Tiempo
Dos cosas hay que tener muy en cuenta: la necesidad de señalar un tiempo determinado del día y la elección del momento más oportuno.
En cuanto a lo primero, es evidente la conveniencia de señalar un tiempo determinado para dedicar a la oración. Si se altera el horario o se va dejando para más tarde, se corre el peligro de omitirla totalmente al menor pretexto. La eficacia santificadora de la oración depende en gran escala de la constancia y regularidad en su ejercicio.
“Pero no todos los tiempos son igualmente favorables para el ejercicio de que hablamos. Los que siguen a la comida, al recreo o al tumulto de las ocupaciones no son aptos para la concentración de espíritu; el recogimiento y la libertad de espíritu son necesarios para la ascensión del alma hacia Dios. Según los maestros de la vida espiritual, los momentos más propios son: por la mañana temprano, por la tarde antes de la cena y a medianoche.
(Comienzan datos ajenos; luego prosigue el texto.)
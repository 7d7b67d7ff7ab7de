//! Weather records as supplied by the weather-data source
//!
//! Field names follow the aviation weather data feed so that records can be
//! exchanged as JSON without a mapping layer.

use chrono::{DateTime, Utc};
use serde::{Deserialize, Serialize};

use crate::value_objects::{ReportKind, SkyLayer, StationId, Wind};

/// A current observation (METAR)
#[derive(Debug, Clone, PartialEq, Serialize, Deserialize)]
pub struct MetarRecord {
    /// Reporting station
    pub station_id: StationId,
    /// Undecoded report text
    pub raw_text: String,
    /// Observation time
    pub observation_time: DateTime<Utc>,
    /// Flight category as reported by the source (e.g., "VFR"); may be empty
    #[serde(default)]
    pub flight_category: String,
    /// Surface wind
    #[serde(default)]
    pub wind: Wind,
    /// Prevailing visibility in statute miles
    pub visibility_statute_mi: f64,
    /// Present weather phenomena (e.g., "-RA BR")
    #[serde(default)]
    pub wx_string: Option<String>,
    /// Sky layers, lowest first
    #[serde(default)]
    pub sky_condition: Vec<SkyLayer>,
    /// Vertical visibility into an obscuration, in feet
    #[serde(default)]
    pub vert_vis_ft: Option<u32>,
    /// Temperature in Celsius
    pub temp_c: f64,
    /// Dew point in Celsius
    pub dewpoint_c: f64,
    /// Altimeter setting in inches of mercury
    pub altim_in_hg: f64,
    /// Station elevation in meters
    pub elevation_m: f64,
}

impl MetarRecord {
    /// Station elevation converted to feet
    #[must_use]
    pub fn elevation_ft(&self) -> f64 {
        self.elevation_m * FEET_PER_METER
    }
}

/// Meters to feet conversion factor
pub const FEET_PER_METER: f64 = 3.280_84;

/// One period of a terminal aerodrome forecast
#[derive(Debug, Clone, PartialEq, Serialize, Deserialize)]
pub struct ForecastPeriod {
    /// Start of the period
    pub fcst_time_from: DateTime<Utc>,
    /// End of the period
    pub fcst_time_to: DateTime<Utc>,
    /// Change group (FM, BECMG, TEMPO, PROB); absent for the base period
    #[serde(default)]
    pub change_indicator: Option<String>,
    /// End of the transition for BECMG groups
    #[serde(default)]
    pub time_becoming: Option<DateTime<Utc>>,
    /// Probability in percent for PROB groups
    #[serde(default)]
    pub probability: Option<u8>,
    /// Forecast wind; an absent direction means no change
    #[serde(default)]
    pub wind: Wind,
    /// Forecast visibility in statute miles
    pub visibility_statute_mi: f64,
    /// Forecast weather phenomena
    #[serde(default)]
    pub wx_string: Option<String>,
    /// Forecast sky layers, lowest first
    #[serde(default)]
    pub sky_condition: Vec<SkyLayer>,
    /// Forecast vertical visibility in feet
    #[serde(default)]
    pub vert_vis_ft: Option<u32>,
}

/// A terminal aerodrome forecast (TAF)
#[derive(Debug, Clone, PartialEq, Serialize, Deserialize)]
pub struct TafRecord {
    /// Forecast station
    pub station_id: StationId,
    /// Undecoded forecast text
    pub raw_text: String,
    /// Issue time
    pub issue_time: DateTime<Utc>,
    /// Start of validity
    pub valid_time_from: DateTime<Utc>,
    /// End of validity
    pub valid_time_to: DateTime<Utc>,
    /// Forecast periods in chronological order
    #[serde(default)]
    pub forecast: Vec<ForecastPeriod>,
}

/// Any record returned by the weather-data source
#[derive(Debug, Clone, PartialEq, Serialize, Deserialize)]
#[serde(tag = "kind", rename_all = "lowercase")]
pub enum WeatherRecord {
    /// Current observation
    Metar(MetarRecord),
    /// Forecast
    Taf(TafRecord),
}

impl WeatherRecord {
    /// The report kind of this record
    #[must_use]
    pub const fn kind(&self) -> ReportKind {
        match self {
            Self::Metar(_) => ReportKind::Metar,
            Self::Taf(_) => ReportKind::Taf,
        }
    }

    /// The station this record belongs to
    #[must_use]
    pub const fn station_id(&self) -> &StationId {
        match self {
            Self::Metar(metar) => &metar.station_id,
            Self::Taf(taf) => &taf.station_id,
        }
    }
}

impl From<MetarRecord> for WeatherRecord {
    fn from(record: MetarRecord) -> Self {
        Self::Metar(record)
    }
}

impl From<TafRecord> for WeatherRecord {
    fn from(record: TafRecord) -> Self {
        Self::Taf(record)
    }
}

#[cfg(test)]
mod tests {
    use super::*;
    use crate::value_objects::SkyCover;
    use chrono::TimeZone;

    fn sample_metar() -> MetarRecord {
        MetarRecord {
            station_id: StationId::new("KMSN").unwrap(),
            raw_text: "KMSN 011853Z 27010KT 10SM FEW045 22/12 A3001".to_string(),
            observation_time: Utc.with_ymd_and_hms(2024, 6, 1, 18, 53, 0).unwrap(),
            flight_category: "VFR".to_string(),
            wind: Wind::new(Some(270), 10),
            visibility_statute_mi: 10.0,
            wx_string: None,
            sky_condition: vec![SkyLayer::new(SkyCover::Few, 4500)],
            vert_vis_ft: None,
            temp_c: 22.0,
            dewpoint_c: 12.0,
            altim_in_hg: 30.01,
            elevation_m: 264.0,
        }
    }

    #[test]
    fn elevation_converts_to_feet() {
        let metar = sample_metar();
        assert!((metar.elevation_ft() - 866.141_76).abs() < 0.001);
    }

    #[test]
    fn record_kind_matches_variant() {
        let record = WeatherRecord::from(sample_metar());
        assert_eq!(record.kind(), ReportKind::Metar);
        assert_eq!(record.station_id().as_str(), "KMSN");
    }

    #[test]
    fn record_json_is_tagged_by_kind() {
        let record = WeatherRecord::from(sample_metar());
        let json = serde_json::to_value(&record).unwrap();
        assert_eq!(json["kind"], "metar");
        assert_eq!(json["station_id"], "KMSN");
    }

    #[test]
    fn taf_deserializes_with_minimal_periods() {
        let json = r#"{
            "kind": "taf",
            "station_id": "kmsn",
            "raw_text": "TAF KMSN 011720Z 0118/0218 27010KT P6SM FEW050",
            "issue_time": "2024-06-01T17:20:00Z",
            "valid_time_from": "2024-06-01T18:00:00Z",
            "valid_time_to": "2024-06-02T18:00:00Z",
            "forecast": [{
                "fcst_time_from": "2024-06-01T18:00:00Z",
                "fcst_time_to": "2024-06-02T00:00:00Z",
                "visibility_statute_mi": 6.21
            }]
        }"#;
        let record: WeatherRecord = serde_json::from_str(json).unwrap();
        let WeatherRecord::Taf(taf) = record else {
            unreachable!("Expected TAF record");
        };
        assert_eq!(taf.station_id.as_str(), "KMSN");
        assert_eq!(taf.forecast.len(), 1);
        assert!(taf.forecast[0].change_indicator.is_none());
        assert!(taf.forecast[0].sky_condition.is_empty());
        assert_eq!(taf.forecast[0].wind.direction_degrees, None);
    }

    #[test]
    fn metar_without_flight_category_deserializes_empty() {
        let json = r#"{
            "kind": "metar",
            "station_id": "KMSN",
            "raw_text": "KMSN 011853Z 27010KT 10SM FEW045 22/12 A3001",
            "observation_time": "2024-06-01T18:53:00Z",
            "visibility_statute_mi": 10.0,
            "temp_c": 22.0,
            "dewpoint_c": 12.0,
            "altim_in_hg": 30.01,
            "elevation_m": 264.0
        }"#;
        let record: WeatherRecord = serde_json::from_str(json).unwrap();
        let WeatherRecord::Metar(metar) = record else {
            unreachable!("Expected METAR record");
        };
        assert!(metar.flight_category.is_empty());
        assert!(metar.wind.is_calm());
    }
}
Si no se puede dedicar a la oración más que una sola vez al día, es preferible la mañana. El espíritu, refrescado por el reposo de la noche, posee toda su vivacidad[10]; las distracciones no le han asaltado todavía, y este primer movimiento hacia Dios imprime al alma la dirección que ha de seguir durante el día.” (Ribet).
Los sagrados libros señalan también la mañana y el silencio de la noche como las horas más propias para la oración: “Ya de mañana, Señor, te hago oír mi voz; temprano me pongo ante ti, esperándote” (Sal 5,4); “… y mis plegarias van a ti desde la mañana” (Sal 87,14); “Me levanto a medianoche para darte gracias por tus justos juicios” (Sal 118,62); “… y pasó la noche orando a Dios” (Lc 6,12).